Went to see this tonight. A wonderful movie. There's a nice scene in it where Bertie, the speech-afflicted Duke of York, unexpectedly comes to visit Lowe, the speech therapist, to discuss his problem. Lowe's young sons had been engaged in building solid-molid aeroplanes on a table in the room, but had been gently shooed out in advance, leaving all their model-building paraphernalia behind. The duke wistfully admires their handiwork, telling Lowe how as a child he had always yearned to build models, but that his father, King George V, had forbidden it as an inappropriate passtime for a young member of the Royal Family. Lowe tries to draw him out further in an attempt at getting to the root of Bertie's speech problem, and as a reward for revealing personal intimacies, tells him he can glue the top wing onto the interplane struts of his son's "Curtiss Biplane," which the duke proceeds to do.

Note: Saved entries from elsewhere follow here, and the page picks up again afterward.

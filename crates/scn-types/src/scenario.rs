use std::fmt;

use chrono::{DateTime, Utc};
use serde::{Deserialize, Serialize};

use crate::ids::ScenarioId;

/// What role a scenario plays in the hierarchy.
#[derive(Clone, Copy, Debug, PartialEq, Eq, Hash, Serialize, Deserialize)]
#[serde(rename_all = "snake_case")]
pub enum ScenarioType {
    /// The single plan of record. Has no parent.
    Baseline,
    /// A long-lived alternative plan.
    Branch,
    /// A throwaway exploration.
    Sandbox,
}

impl fmt::Display for ScenarioType {
    fn fmt(&self, f: &mut fmt::Formatter<'_>) -> fmt::Result {
        match self {
            Self::Baseline => write!(f, "baseline"),
            Self::Branch => write!(f, "branch"),
            Self::Sandbox => write!(f, "sandbox"),
        }
    }
}

/// Lifecycle state of a scenario.
#[derive(Clone, Copy, Debug, PartialEq, Eq, Hash, Serialize, Deserialize)]
#[serde(rename_all = "snake_case")]
pub enum ScenarioStatus {
    Active,
    /// Merged into its parent; immutable except for archival.
    Merged,
    Archived,
}

impl fmt::Display for ScenarioStatus {
    fn fmt(&self, f: &mut fmt::Formatter<'_>) -> fmt::Result {
        match self {
            Self::Active => write!(f, "active"),
            Self::Merged => write!(f, "merged"),
            Self::Archived => write!(f, "archived"),
        }
    }
}

/// A planning scenario: a named, versioned view over assignments, project
/// overrides, and phase timelines.
#[derive(Clone, Debug, PartialEq, Eq, Serialize, Deserialize)]
pub struct Scenario {
    pub id: ScenarioId,
    pub name: String,
    pub description: Option<String>,
    pub scenario_type: ScenarioType,
    pub status: ScenarioStatus,
    /// `None` only for the baseline.
    pub parent_scenario_id: Option<ScenarioId>,
    /// When the scenario diverged from its parent.
    pub branch_point: Option<DateTime<Utc>>,
    pub created_by: String,
    pub created_at: DateTime<Utc>,
}

impl Scenario {
    /// Returns `true` if this is the baseline scenario.
    pub fn is_baseline(&self) -> bool {
        self.scenario_type == ScenarioType::Baseline
    }

    /// Returns `true` if scoped rows of this scenario may still be written.
    pub fn is_writable(&self) -> bool {
        self.status == ScenarioStatus::Active
    }
}

/// Request to create a scenario.
#[derive(Clone, Debug, PartialEq, Eq, Serialize, Deserialize)]
pub struct NewScenario {
    pub name: String,
    #[serde(default)]
    pub description: Option<String>,
    pub scenario_type: ScenarioType,
    /// Defaults to the baseline for branch and sandbox scenarios.
    #[serde(default)]
    pub parent_scenario_id: Option<ScenarioId>,
    #[serde(default = "default_creator")]
    pub created_by: String,
}

fn default_creator() -> String {
    "system".into()
}

impl NewScenario {
    /// A baseline creation request.
    pub fn baseline(name: impl Into<String>) -> Self {
        Self {
            name: name.into(),
            description: None,
            scenario_type: ScenarioType::Baseline,
            parent_scenario_id: None,
            created_by: default_creator(),
        }
    }

    /// A branch off `parent`.
    pub fn branch(name: impl Into<String>, parent: ScenarioId) -> Self {
        Self {
            name: name.into(),
            description: None,
            scenario_type: ScenarioType::Branch,
            parent_scenario_id: Some(parent),
            created_by: default_creator(),
        }
    }

    /// A sandbox off `parent`.
    pub fn sandbox(name: impl Into<String>, parent: ScenarioId) -> Self {
        Self {
            scenario_type: ScenarioType::Sandbox,
            ..Self::branch(name, parent)
        }
    }

    pub fn created_by(mut self, who: impl Into<String>) -> Self {
        self.created_by = who.into();
        self
    }
}

#[cfg(test)]
mod tests {
    use super::*;

    #[test]
    fn enums_serialize_snake_case() {
        assert_eq!(
            serde_json::to_string(&ScenarioType::Sandbox).unwrap(),
            "\"sandbox\""
        );
        assert_eq!(
            serde_json::to_string(&ScenarioStatus::Merged).unwrap(),
            "\"merged\""
        );
    }

    #[test]
    fn new_scenario_defaults_creator() {
        let req: NewScenario =
            serde_json::from_str(r#"{"name":"what-if","scenario_type":"branch"}"#).unwrap();
        assert_eq!(req.created_by, "system");
        assert!(req.parent_scenario_id.is_none());
    }

    #[test]
    fn sandbox_builder_keeps_parent() {
        let parent = ScenarioId::new();
        let req = NewScenario::sandbox("try", parent).created_by("alice");
        assert_eq!(req.scenario_type, ScenarioType::Sandbox);
        assert_eq!(req.parent_scenario_id, Some(parent));
        assert_eq!(req.created_by, "alice");
    }
}
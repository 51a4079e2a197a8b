use std::sync::Arc;

use tracing::info;

use scn_diff::ComparisonService;
use scn_merge::{MergeConfig, MergeCoordinator};
use scn_store::{InMemoryScenarioStore, ScenarioStore};
use scn_types::{Catalog, NewScenario};

use crate::config::ServerConfig;
use crate::error::{ServerError, ServerResult};

/// Shared handler state. Cloned per request.
#[derive(Clone)]
pub struct AppState {
    pub store: Arc<dyn ScenarioStore>,
    pub merges: Arc<MergeCoordinator>,
    pub comparisons: Arc<ComparisonService>,
}

impl AppState {
    pub fn new(store: Arc<dyn ScenarioStore>, merge: MergeConfig) -> Self {
        Self {
            merges: Arc::new(MergeCoordinator::new(store.clone(), merge)),
            comparisons: Arc::new(ComparisonService::new(store.clone())),
            store,
        }
    }

    /// In-memory store seeded from the configured catalog, with a baseline.
    pub fn bootstrap(config: &ServerConfig) -> ServerResult<Self> {
        let catalog = Catalog::from_seed(config.load_catalog()?);
        info!(
            projects = catalog.projects.len(),
            people = catalog.people.len(),
            "catalog loaded"
        );
        let store = Arc::new(InMemoryScenarioStore::with_catalog(catalog));
        let baseline = store.create_scenario(NewScenario::baseline(config.baseline_name.clone()))?;
        info!(baseline = %baseline.id, name = %baseline.name, "baseline created");
        Ok(Self::new(store, config.merge.clone()))
    }
}

/// Run a synchronous store call off the async executor.
pub async fn blocking<T, F>(f: F) -> ServerResult<T>
where
    F: FnOnce() -> ServerResult<T> + Send + 'static,
    T: Send + 'static,
{
    tokio::task::spawn_blocking(f)
        .await
        .map_err(|e| ServerError::Internal(format!("blocking task failed: {e}")))?
}
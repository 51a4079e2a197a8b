use std::fmt;

use chrono::NaiveDate;
use serde::{Deserialize, Serialize};

use crate::error::TypeError;
use crate::ids::{AssignmentId, PersonId, PhaseId, ProjectId, RoleId, ScenarioId};

/// Where an assignment's effective dates come from.
#[derive(Clone, Copy, Debug, PartialEq, Eq, Hash, Serialize, Deserialize)]
#[serde(rename_all = "snake_case")]
pub enum DateMode {
    /// The assignment's own `start_date` / `end_date`.
    Fixed,
    /// The scenario's timeline for the assignment's phase.
    Phase,
    /// The project's aspiration dates (scenario override first).
    Project,
}

impl fmt::Display for DateMode {
    fn fmt(&self, f: &mut fmt::Formatter<'_>) -> fmt::Result {
        match self {
            Self::Fixed => write!(f, "fixed"),
            Self::Phase => write!(f, "phase"),
            Self::Project => write!(f, "project"),
        }
    }
}

/// Business identity of an assignment across scenarios.
#[derive(Clone, Copy, Debug, PartialEq, Eq, Hash, PartialOrd, Ord, Serialize, Deserialize)]
pub struct AssignmentKey {
    pub project_id: ProjectId,
    pub person_id: PersonId,
    pub role_id: RoleId,
}

/// The user-editable fields of an assignment, compared during diffs.
///
/// Computed dates are excluded: they are re-derived in every scenario.
#[derive(Clone, Debug, PartialEq, Serialize, Deserialize)]
pub struct AssignmentValue {
    #[serde(default)]
    pub phase_id: Option<PhaseId>,
    pub allocation_percentage: f64,
    pub assignment_date_mode: DateMode,
    #[serde(default)]
    pub start_date: Option<NaiveDate>,
    #[serde(default)]
    pub end_date: Option<NaiveDate>,
}

impl AssignmentValue {
    /// A fixed-date assignment.
    pub fn fixed(allocation_percentage: f64, start: NaiveDate, end: NaiveDate) -> Self {
        Self {
            phase_id: None,
            allocation_percentage,
            assignment_date_mode: DateMode::Fixed,
            start_date: Some(start),
            end_date: Some(end),
        }
    }

    /// An assignment following a phase's timeline.
    pub fn phase(allocation_percentage: f64, phase_id: PhaseId) -> Self {
        Self {
            phase_id: Some(phase_id),
            allocation_percentage,
            assignment_date_mode: DateMode::Phase,
            start_date: None,
            end_date: None,
        }
    }

    /// An assignment following the project's aspiration dates.
    pub fn project(allocation_percentage: f64) -> Self {
        Self {
            phase_id: None,
            allocation_percentage,
            assignment_date_mode: DateMode::Project,
            start_date: None,
            end_date: None,
        }
    }

    /// Field-level checks that need no other rows.
    pub fn validate(&self) -> Result<(), TypeError> {
        let pct = self.allocation_percentage;
        if !(pct > 0.0 && pct <= 100.0) {
            return Err(TypeError::AllocationOutOfRange(pct.to_string()));
        }
        match self.assignment_date_mode {
            DateMode::Fixed => {
                let (Some(start), Some(end)) = (self.start_date, self.end_date) else {
                    return Err(TypeError::MissingDate(
                        "fixed assignments need start_date and end_date".into(),
                    ));
                };
                if start > end {
                    return Err(TypeError::InvalidDateRange {
                        start,
                        end,
                        reason: "start after end".into(),
                    });
                }
            }
            DateMode::Phase => {
                if self.phase_id.is_none() {
                    return Err(TypeError::MissingDate(
                        "phase assignments need a phase_id".into(),
                    ));
                }
            }
            DateMode::Project => {}
        }
        Ok(())
    }
}

/// Input for creating or replacing an assignment, addressed by natural key.
#[derive(Clone, Debug, PartialEq, Serialize, Deserialize)]
pub struct AssignmentDraft {
    #[serde(flatten)]
    pub key: AssignmentKey,
    #[serde(flatten)]
    pub value: AssignmentValue,
}

/// A stored assignment row, scoped to one scenario.
#[derive(Clone, Debug, PartialEq, Serialize, Deserialize)]
pub struct ScenarioAssignment {
    pub id: AssignmentId,
    pub scenario_id: ScenarioId,
    pub project_id: ProjectId,
    pub person_id: PersonId,
    pub role_id: RoleId,
    pub phase_id: Option<PhaseId>,
    pub allocation_percentage: f64,
    pub assignment_date_mode: DateMode,
    pub start_date: Option<NaiveDate>,
    pub end_date: Option<NaiveDate>,
    pub computed_start_date: NaiveDate,
    pub computed_end_date: NaiveDate,
}

impl ScenarioAssignment {
    pub fn key(&self) -> AssignmentKey {
        AssignmentKey {
            project_id: self.project_id,
            person_id: self.person_id,
            role_id: self.role_id,
        }
    }

    pub fn value(&self) -> AssignmentValue {
        AssignmentValue {
            phase_id: self.phase_id,
            allocation_percentage: self.allocation_percentage,
            assignment_date_mode: self.assignment_date_mode,
            start_date: self.start_date,
            end_date: self.end_date,
        }
    }

    /// Build a row from its parts. Computed dates are provisional until the
    /// store derives them on commit.
    pub fn from_parts(
        id: AssignmentId,
        scenario_id: ScenarioId,
        key: AssignmentKey,
        value: AssignmentValue,
        computed: (NaiveDate, NaiveDate),
    ) -> Self {
        Self {
            id,
            scenario_id,
            project_id: key.project_id,
            person_id: key.person_id,
            role_id: key.role_id,
            phase_id: value.phase_id,
            allocation_percentage: value.allocation_percentage,
            assignment_date_mode: value.assignment_date_mode,
            start_date: value.start_date,
            end_date: value.end_date,
            computed_start_date: computed.0,
            computed_end_date: computed.1,
        }
    }

    /// Replace the editable fields, keeping id, scope, and key.
    pub fn apply_value(&mut self, value: AssignmentValue) {
        self.phase_id = value.phase_id;
        self.allocation_percentage = value.allocation_percentage;
        self.assignment_date_mode = value.assignment_date_mode;
        self.start_date = value.start_date;
        self.end_date = value.end_date;
    }
}
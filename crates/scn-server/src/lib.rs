//! HTTP server for the scenario planner.
//!
//! Exposes scenarios, their scoped planning rows, merges into parents, and
//! read-only comparisons as a JSON REST API over an in-memory store.

pub mod config;
pub mod error;
pub mod extract;
pub mod handler;
pub mod router;
pub mod server;
pub mod state;

pub use config::ServerConfig;
pub use error::{ServerError, ServerResult};
pub use extract::{ApiJson, ApiQuery};
pub use router::build_router;
pub use server::ScenarioServer;
pub use state::AppState;
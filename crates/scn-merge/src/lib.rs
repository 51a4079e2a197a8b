//! Merge coordination for the scenario planner.
//!
//! Merging folds a child scenario's changes back into its parent. The diff is
//! three-way against the child's branch snapshot, so only edits made on both
//! sides since branching can conflict. Conflicts are settled by a
//! [`MergeStrategy`](scn_types::MergeStrategy): favor the source, favor the
//! target, or manual per-entry choices.
//!
//! # Key Types
//!
//! - [`MergeCoordinator`] -- validates, locks, diffs, resolves, and commits
//! - [`MergeOptions`] / [`MergeOutcome`] / [`MergePreview`]
//! - [`resolve`] / [`ConflictResolutions`] / [`Resolution`] -- pure conflict resolution
//! - [`MergeLockRegistry`] -- per-target locks with bounded waits

pub mod config;
pub mod coordinator;
pub mod error;
pub mod lock;
pub mod resolver;

pub use config::MergeConfig;
pub use coordinator::{MergeCoordinator, MergeOptions, MergeOutcome, MergePreview};
pub use error::{MergeError, MergeResult};
pub use lock::{MergeLockGuard, MergeLockRegistry};
pub use resolver::{resolve, Choice, ConflictResolutions, Resolution, ResolutionChoice};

It was a touching scene, made all the more enjoyable by the prominence of the hobby all of us here share...
And so it goes...

Balsabasher

Wow ! I must look out for that scene and make an effort to see this film,funnily enough I was only looking at an advertisement for it on a bus shelter awning today for this film,what a co-incidence,thanks for the heads up on this one,wonder who it was who actually made that solid ?
Barry.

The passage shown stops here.